Getting Started With Arts Integration

Educators at Wiley H. Bates Middle School credit integrating art throughout the curriculum for successfully turning their school around.

A transformation took place when the school adopted arts integration as the turnaround tool for the school. The school made changes in schedules, funding, and even the approach to community and parent involvement.

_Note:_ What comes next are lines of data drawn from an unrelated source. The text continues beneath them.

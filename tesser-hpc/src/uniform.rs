use tesser_core::{ByteReader, CodecError, Element, Quantizer};

/// Uniform residual quantizer with step `2 * eb` and no escape handling.
///
/// Indices are clamped to `(-radius, radius)`, which keeps the alphabet
/// bounded but silently loosens the error guarantee on residuals larger
/// than `radius * 2 * eb`. With the default radius that covers almost any
/// physically plausible field unless the data is divergent; use
/// [`crate::ErrorBoundedQuantizer`] when the strict bound must hold for
/// arbitrary inputs.
#[derive(Debug, Clone)]
pub struct UniformQuantizer {
    error_bound: f64,
    radius: i32,
}

impl UniformQuantizer {
    pub fn new() -> Self {
        Self::with_radius(32768)
    }

    pub fn with_radius(radius: i32) -> Self {
        Self {
            error_bound: 0.0,
            radius,
        }
    }
}

impl Default for UniformQuantizer {
    fn default() -> Self {
        Self::new()
    }
}

impl<T: Element> Quantizer<T> for UniformQuantizer {
    fn precompress_data(&mut self, eb: f64) {
        self.error_bound = eb;
    }

    fn quantize_and_overwrite(&mut self, value: &mut T, predicted: T) -> i32 {
        let step = 2.0 * self.error_bound;
        let diff = value.to_f64() - predicted.to_f64();
        let quant = (diff / step).round();
        let limit = (self.radius - 1) as f64;
        let index = quant.clamp(-limit, limit) as i32;
        *value = T::from_f64(predicted.to_f64() + index as f64 * step);
        index
    }

    fn recover(&mut self, predicted: T, index: i32) -> T {
        T::from_f64(predicted.to_f64() + index as f64 * 2.0 * self.error_bound)
    }

    fn radius(&self) -> i32 {
        self.radius
    }

    fn save(&self, sink: &mut Vec<u8>) {
        sink.extend_from_slice(&self.error_bound.to_le_bytes());
        sink.extend_from_slice(&self.radius.to_le_bytes());
    }

    fn load(&mut self, reader: &mut ByteReader<'_>) -> Result<(), CodecError> {
        self.error_bound = reader.read_f64()?;
        self.radius = reader.read_i32()?;
        Ok(())
    }
}

#[cfg(test)]
mod tests {
    use super::*;

    #[test]
    fn test_roundtrip_within_bound() {
        let mut quantizer = UniformQuantizer::new();
        Quantizer::<f64>::precompress_data(&mut quantizer, 0.5);

        for original in [0.0f64, 1.3, -2.7, 9.99] {
            let mut value: f64 = original;
            let index = quantizer.quantize_and_overwrite(&mut value, 0.0);
            assert!((value - original).abs() <= 0.5);
            assert_eq!(quantizer.recover(0.0, index), value);
        }
    }

    #[test]
    fn test_clamps_to_alphabet() {
        let mut quantizer = UniformQuantizer::with_radius(4);
        Quantizer::<f64>::precompress_data(&mut quantizer, 0.5);

        let mut value = 1000.0;
        let index = quantizer.quantize_and_overwrite(&mut value, 0.0);
        assert_eq!(index, 3);
        assert_eq!(value, 3.0);
    }

    #[test]
    fn test_save_load_roundtrip() {
        let mut quantizer = UniformQuantizer::with_radius(64);
        Quantizer::<f64>::precompress_data(&mut quantizer, 0.125);

        let mut buf = Vec::new();
        Quantizer::<f64>::save(&quantizer, &mut buf);

        let mut restored = UniformQuantizer::new();
        let mut reader = ByteReader::new(&buf);
        Quantizer::<f64>::load(&mut restored, &mut reader).unwrap();
        assert_eq!(Quantizer::<f64>::radius(&restored), 64);
        assert_eq!(restored.recover(1.0, 2), 1.5);
    }
}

Most important, the teachers had to change. Through intensive and continual professional development, teachers now are able to engage students in content they previously found uninteresting. The transformation was successful because every teacher integrated arts into their teaching. 

How It's Done

Weaving Arts Education With Standard Curricula

Arts integration (AI) is an approach to teaching that creates a richer context for learning and to deepen student engagement. Educators at Wiley H. Bates Middle School in Annapolis, Maryland, where all teachers have been trained in and are committed to using AI, credit the strategy for successfully turning around the school.

Tips for Administrators

Below are some steps administrators can take to successfully integrate the arts:

  • Change the culture: The leadership must decide that the arts are essential for all children and be willing to make funding, scheduling, and hiring decisions accordingly.
  • Commit funding: Administrators have to put some funding into the arts. Grants can help to get arts integration started. The bulk of the grant money usually goes to professional development. Because the arts help build community awareness about the school through public performances and school- and community-based projects, donor campaigns for musical instruments and art supplies are generally successful.
  • Adjust the schedule: Time must be built into the schedule to accommodate both PD and collaborative planning (PDF). At Bates, one hour every day is earmarked for collaborative planning, and teachers have PD sessions every other Thursday, at least one of which each month is about the arts.
  • Hire willing teachers: Most teachers will not have experience teaching with AI, so administrators need to hire people who are willing to take on the challenge of integrating the arts in their lessons and who want to learn to maximize art’s potential to engage their students.
  • Leverage community resources: Bring in teaching artists and trainers from arts programs, or partner with community art organizations. Teachers also can enroll in PD programs such as Changing Education Through the Arts from The Kennedy Center.

Tips for Teachers

Here are ways that teachers can maximize AI’s potential:

  • Take advantage of professional development: PD serves many purposes. It can help teachers learn the fundamentals of various art forms and develop integrated lessons, and it provides them with the opportunity to experience art for themselves. The main reason teachers resist AI is because they think they’re not artistic. But with PD, they realize the arts are for everyone, and they come to better understand the experiences they’re giving their students.
  • Use AI intentionally: At Bates, every teacher is required to use AI in some shape or form, although not every lesson needs to be, or should be, taught with AI. Teachers should use two main criteria for implementing AI:
  • Look for a natural fit with the content. Don’t try to shoehorn it in, or it can make the concepts more confusing. “The idea behind arts integration,” says arts-integration specialist Pat Klos, “is that it opens a new door to understanding, so it has to connect with the content standard for it to make sense.”
  • Identify where students are struggling. AI can be an effective way to differentiate instruction and break through with hard-to-reach kids. It provides a context that will help students build connections and gives them triggers for remembering the content later.
  • Collaborate and brainstorm: Brainstorming is one of the best ways to develop arts-integrated lessons. Bouncing ideas off other educators within and across subjects and disciplines helps develop deeper lessons, and this is the goal of the daily hour of collaborative-planning time at Bates. As lessons get classroom tested and refined, teachers can build a repertoire of vetted lessons on a shared network drive.
School Snapshot

Bates Middle School

Grades 6-8 | Annapolis, MD
Enrollment
715 | Public, Suburban
Per Pupil Expenditures
$7451 District$4693 State
Free / Reduced Lunch
46%
DEMOGRAPHICS:
39% White
34% Black
20% Hispanic
2% Asian

10% Special needs
7% English-language learners

Demographic data is from the 2011-12 academic year. Fiscal data is from the 2010-11 academic year.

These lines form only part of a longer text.